• Brief: Reproduce the entries below exactly, but only from the line containing "pub struct DenseDataMap<D: DataType>" to the line containing "lives at byte", inclusive.

[Dataset records]
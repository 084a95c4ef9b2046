//! Key-as-index map.

use super::DataMap;
use crate::error::{CoreError, CoreResult};
use crate::list::DataList;
use geostore_codec::DataType;

/// A map storing the value of key `k` at index `k` of a fixed-size list.
///
/// Lookups are O(1) and the map carries no key storage, which suits keys
/// that are dense non-negative integers. Keys that were never written but lie
/// below the highest written key decode as the zero value of the codec
/// (all-zero bytes); keys at or beyond it are absent.
///
/// Deletion is not supported.
#[derive(Debug)]
pub struct DenseDataMap<D: DataType> {
    values: DataList<D>,
}

impl<D: DataType> DenseDataMap<D> {
    /// Creates a map over a fixed-size list.
    ///
    /// The list length is the high-water mark, so a list restored with
    /// [`DataList::with_len`] restores the map.
    ///
    /// # Errors
    ///
    /// Returns [`CoreError::InvalidLayout`] for a variable-size list.
    pub fn new(values: DataList<D>) -> CoreResult<Self> {
        if values.offsets().is_some() {
            return Err(CoreError::invalid_layout(
                "a dense map needs fixed-size values",
            ));
        }
        Ok(Self { values })
    }

    /// Returns the underlying list.
    pub fn values(&self) -> &DataList<D> {
        &self.values
    }
}

impl<D: DataType> DataMap<D::Value> for DenseDataMap<D> {
    fn put(&mut self, key: i64, value: &D::Value) -> CoreResult<()> {
        let index = u64::try_from(key).map_err(|_| CoreError::InvalidKey {
            key,
            reason: "dense maps index by non-negative keys",
        })?;
        self.values.set(index, value)
    }

    fn get(&self, key: i64) -> CoreResult<Option<D::Value>> {
        match u64::try_from(key) {
            Ok(index) if index < self.values.len() => self.values.get(index).map(Some),
            _ => Ok(None),
        }
    }

    /// The high-water mark: one more than the highest key written.
    fn len(&self) -> u64 {
        self.values.len()
    }

    fn close(&self) -> CoreResult<()> {
        self.values.close()
    }

    fn clean(&self) -> CoreResult<()> {
        self.values.clean()
    }
}
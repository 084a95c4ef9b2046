//! Append-only random-access lists over a segmented memory.

use crate::error::{CoreError, CoreResult};
use geostore_codec::{DataType, LongDataType};
use geostore_storage::Memory;
use tracing::debug;

/// How elements are placed in the memory.
#[derive(Debug)]
enum Layout {
    /// Element `i` lives at byte `i * element_size`.
    Fixed { element_size: usize, len: u64 },
    /// Elements are appended to a byte log; `offsets[i]` is the position of
    /// element `i`. Elements never straddle a segment boundary.
    Variable {
        offsets: Box<DataList<LongDataType>>,
        write_position: u64,
    },
}

/// An append-only sequence of values stored in a [`Memory`].
///
/// Fixed-size lists compute the position of an element from its index.
/// Variable-size lists append encoded values to a log and keep their
/// positions in a second, fixed-size list of `i64` offsets.
///
/// A list owns its memory: [`DataList::close`] and [`DataList::clean`]
/// forward to it.
///
/// # Example
///
/// ```
/// use geostore_codec::LongDataType;
/// use geostore_core::DataList;
/// use geostore_storage::Memory;
///
/// let mut list = DataList::fixed(Memory::on_heap(1024)?, LongDataType)?;
/// let index = list.add(&42)?;
/// assert_eq!(list.get(index)?, 42);
/// # Ok::<(), geostore_core::CoreError>(())
/// ```
#[derive(Debug)]
pub struct DataList<D: DataType> {
    memory: Memory,
    data_type: D,
    layout: Layout,
}

impl<D: DataType> DataList<D> {
    /// Creates an empty list of fixed-size elements.
    ///
    /// # Errors
    ///
    /// Returns [`CoreError::InvalidLayout`] if `data_type` is not fixed-size,
    /// its size is zero, or its size does not divide the segment size.
    pub fn fixed(memory: Memory, data_type: D) -> CoreResult<Self> {
        Self::with_len(memory, data_type, 0)
    }

    /// Restores a fixed-size list of `len` elements over memory that already
    /// holds them, typically a mapped file or directory reopened after a run.
    ///
    /// # Errors
    ///
    /// Same as [`DataList::fixed`].
    pub fn with_len(memory: Memory, data_type: D, len: u64) -> CoreResult<Self> {
        let segment_size = memory.segment_size();
        let element_size = data_type
            .fixed_size()
            .ok_or_else(|| CoreError::invalid_layout("data type is not fixed-size"))?;
        if element_size == 0 || element_size > segment_size || segment_size % element_size != 0 {
            return Err(CoreError::invalid_layout(format!(
                "element size {element_size} does not divide segment size {segment_size}"
            )));
        }
        Ok(Self {
            memory,
            data_type,
            layout: Layout::Fixed { element_size, len },
        })
    }

    /// Creates a list of variable-size elements.
    ///
    /// Values are appended to `memory`; `offsets` records where each one
    /// starts. If `offsets` is not empty the list resumes after its last
    /// element, which must be present in `memory`.
    ///
    /// # Errors
    ///
    /// Returns an error if the last element cannot be read back.
    pub fn variable(memory: Memory, offsets: DataList<LongDataType>, data_type: D) -> CoreResult<Self> {
        let write_position = match offsets.len().checked_sub(1) {
            Some(last) => {
                let position = offset_position(offsets.get(last)?)?;
                let (segment, offset) = locate(&memory, position)?;
                let size = memory
                    .segment(segment)?
                    .read(|buf| data_type.size_at(buf, offset))??;
                let end = position + size as u64;
                debug!(elements = last + 1, end, "resumed variable-size list");
                end
            }
            None => 0,
        };
        Ok(Self {
            memory,
            data_type,
            layout: Layout::Variable {
                offsets: Box::new(offsets),
                write_position,
            },
        })
    }

    /// Returns the number of elements.
    #[must_use]
    pub fn len(&self) -> u64 {
        match &self.layout {
            Layout::Fixed { len, .. } => *len,
            Layout::Variable { offsets, .. } => offsets.len(),
        }
    }

    /// Returns whether the list has no elements.
    #[must_use]
    pub fn is_empty(&self) -> bool {
        self.len() == 0
    }

    /// Returns the codec of the elements.
    pub fn data_type(&self) -> &D {
        &self.data_type
    }

    /// Returns the memory holding the elements.
    pub fn memory(&self) -> &Memory {
        &self.memory
    }

    /// Returns the offset list of a variable-size list.
    pub fn offsets(&self) -> Option<&DataList<LongDataType>> {
        match &self.layout {
            Layout::Fixed { .. } => None,
            Layout::Variable { offsets, .. } => Some(offsets),
        }
    }

    /// Appends `value` and returns its index.
    ///
    /// # Errors
    ///
    /// Returns [`CoreError::ValueTooLarge`] if a variable-size value does not
    /// fit in a segment, or a storage or codec error.
    pub fn add(&mut self, value: &D::Value) -> CoreResult<u64> {
        match &mut self.layout {
            Layout::Fixed { element_size, len } => {
                let index = *len;
                let position = index * *element_size as u64;
                write_at(&self.memory, &self.data_type, position, value)?;
                *len += 1;
                Ok(index)
            }
            Layout::Variable {
                offsets,
                write_position,
            } => {
                let segment_size = self.memory.segment_size();
                let size = self.data_type.size(value);
                if size > segment_size {
                    return Err(CoreError::ValueTooLarge { size, segment_size });
                }
                let mut position = *write_position;
                let offset = (position % segment_size as u64) as usize;
                if offset + size > segment_size {
                    position += (segment_size - offset) as u64;
                }
                write_at(&self.memory, &self.data_type, position, value)?;
                let stored = i64::try_from(position)
                    .map_err(|_| CoreError::invalid_layout("log position exceeds i64"))?;
                let index = offsets.add(&stored)?;
                *write_position = position + size as u64;
                Ok(index)
            }
        }
    }

    /// Overwrites the element at `index` of a fixed-size list.
    ///
    /// Writing past the end extends the list to `index + 1`; skipped slots
    /// read back as the zero value of the codec.
    ///
    /// # Errors
    ///
    /// Returns [`CoreError::Unsupported`] for variable-size lists.
    pub fn set(&mut self, index: u64, value: &D::Value) -> CoreResult<()> {
        match &mut self.layout {
            Layout::Fixed { element_size, len } => {
                let position = index
                    .checked_mul(*element_size as u64)
                    .ok_or(CoreError::IndexOutOfBounds { index, len: *len })?;
                write_at(&self.memory, &self.data_type, position, value)?;
                if index >= *len {
                    *len = index + 1;
                }
                Ok(())
            }
            Layout::Variable { .. } => Err(CoreError::unsupported("set", "variable-size DataList")),
        }
    }

    /// Drops every element from `len` on. Used to undo a partial write.
    ///
    /// # Errors
    ///
    /// Returns an error if the new end of a variable-size list cannot be read.
    pub(crate) fn truncate(&mut self, len: u64) -> CoreResult<()> {
        if len >= self.len() {
            return Ok(());
        }
        match &mut self.layout {
            Layout::Fixed { len: current, .. } => *current = len,
            Layout::Variable {
                offsets,
                write_position,
            } => {
                *write_position = offset_position(offsets.get(len)?)?;
                offsets.truncate(len)?;
            }
        }
        Ok(())
    }

    /// Returns the element at `index`.
    ///
    /// # Errors
    ///
    /// Returns [`CoreError::IndexOutOfBounds`] if `index >= len()`.
    pub fn get(&self, index: u64) -> CoreResult<D::Value> {
        let len = self.len();
        if index >= len {
            return Err(CoreError::IndexOutOfBounds { index, len });
        }
        let position = match &self.layout {
            Layout::Fixed { element_size, .. } => index * *element_size as u64,
            Layout::Variable { offsets, .. } => offset_position(offsets.get(index)?)?,
        };
        self.at(position, |buf, offset| self.data_type.read(buf, offset))
    }

    /// Iterates over the elements in index order.
    pub fn iter(&self) -> impl Iterator<Item = CoreResult<D::Value>> + '_ {
        (0..self.len()).map(move |index| self.get(index))
    }

    /// Flushes mapped memory to disk.
    ///
    /// # Errors
    ///
    /// Returns an error if a flush fails.
    pub fn flush(&self) -> CoreResult<()> {
        self.memory.flush()?;
        if let Layout::Variable { offsets, .. } = &self.layout {
            offsets.flush()?;
        }
        Ok(())
    }

    /// Closes the memory of the list (and of its offsets).
    ///
    /// # Errors
    ///
    /// Returns an error if flushing mapped memory fails.
    pub fn close(&self) -> CoreResult<()> {
        self.memory.close()?;
        if let Layout::Variable { offsets, .. } = &self.layout {
            offsets.close()?;
        }
        Ok(())
    }

    /// Closes the list and deletes anything it persisted.
    ///
    /// # Errors
    ///
    /// Returns an error if a backing file or directory cannot be removed.
    pub fn clean(&self) -> CoreResult<()> {
        self.memory.clean()?;
        if let Layout::Variable { offsets, .. } = &self.layout {
            offsets.clean()?;
        }
        Ok(())
    }

    /// Runs `f` over the segment holding `position` with the offset inside it.
    fn at<R>(
        &self,
        position: u64,
        f: impl FnOnce(&[u8], usize) -> geostore_codec::CodecResult<R>,
    ) -> CoreResult<R> {
        let (segment, offset) = locate(&self.memory, position)?;
        Ok(self.memory.segment(segment)?.read(|buf| f(buf, offset))??)
    }
}

/// Splits a byte position into a segment index and an offset.
fn locate(memory: &Memory, position: u64) -> CoreResult<(u32, usize)> {
    let segment_size = memory.segment_size() as u64;
    let segment = u32::try_from(position / segment_size)
        .map_err(|_| CoreError::invalid_layout(format!("position {position} is not addressable")))?;
    Ok((segment, (position % segment_size) as usize))
}

fn write_at<D: DataType>(memory: &Memory, data_type: &D, position: u64, value: &D::Value) -> CoreResult<()> {
    let (segment, offset) = locate(memory, position)?;
    Ok(memory
        .segment(segment)?
        .write(|buf| data_type.write(buf, offset, value))??)
}

fn offset_position(stored: i64) -> CoreResult<u64> {
    u64::try_from(stored).map_err(|_| CoreError::invalid_layout(format!("negative offset {stored}")))
}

• Response to this task:
pub struct DenseDataMap<D: DataType> {
    values: DataList<D>,
}

impl<D: DataType> DenseDataMap<D> {
    /// Creates a map over a fixed-size list.
    ///
    /// The list length is the high-water mark, so a list restored with
    /// [`DataList::with_len`] restores the map.
    ///
    /// # Errors
    ///
    /// Returns [`CoreError::InvalidLayout`] for a variable-size list.
    pub fn new(values: DataList<D>) -> CoreResult<Self> {
        if values.offsets().is_some() {
            return Err(CoreError::invalid_layout(
                "a dense map needs fixed-size values",
            ));
        }
        Ok(Self { values })
    }

    /// Returns the underlying list.
    pub fn values(&self) -> &DataList<D> {
        &self.values
    }
}

impl<D: DataType> DataMap<D::Value> for DenseDataMap<D> {
    fn put(&mut self, key: i64, value: &D::Value) -> CoreResult<()> {
        let index = u64::try_from(key).map_err(|_| CoreError::InvalidKey {
            key,
            reason: "dense maps index by non-negative keys",
        })?;
        self.values.set(index, value)
    }

    fn get(&self, key: i64) -> CoreResult<Option<D::Value>> {
        match u64::try_from(key) {
            Ok(index) if index < self.values.len() => self.values.get(index).map(Some),
            _ => Ok(None),
        }
    }

    /// The high-water mark: one more than the highest key written.
    fn len(&self) -> u64 {
        self.values.len()
    }

    fn close(&self) -> CoreResult<()> {
        self.values.close()
    }

    fn clean(&self) -> CoreResult<()> {
        self.values.clean()
    }
}
repository 084a95c4ef9b2046
//! Append-only random-access lists over a segmented memory.

use crate::error::{CoreError, CoreResult};
use geostore_codec::{DataType, LongDataType};
use geostore_storage::Memory;
use tracing::debug;

/// How elements are placed in the memory.
#[derive(Debug)]
enum Layout {
    /// Element `i` lives at byte `i * element_size`.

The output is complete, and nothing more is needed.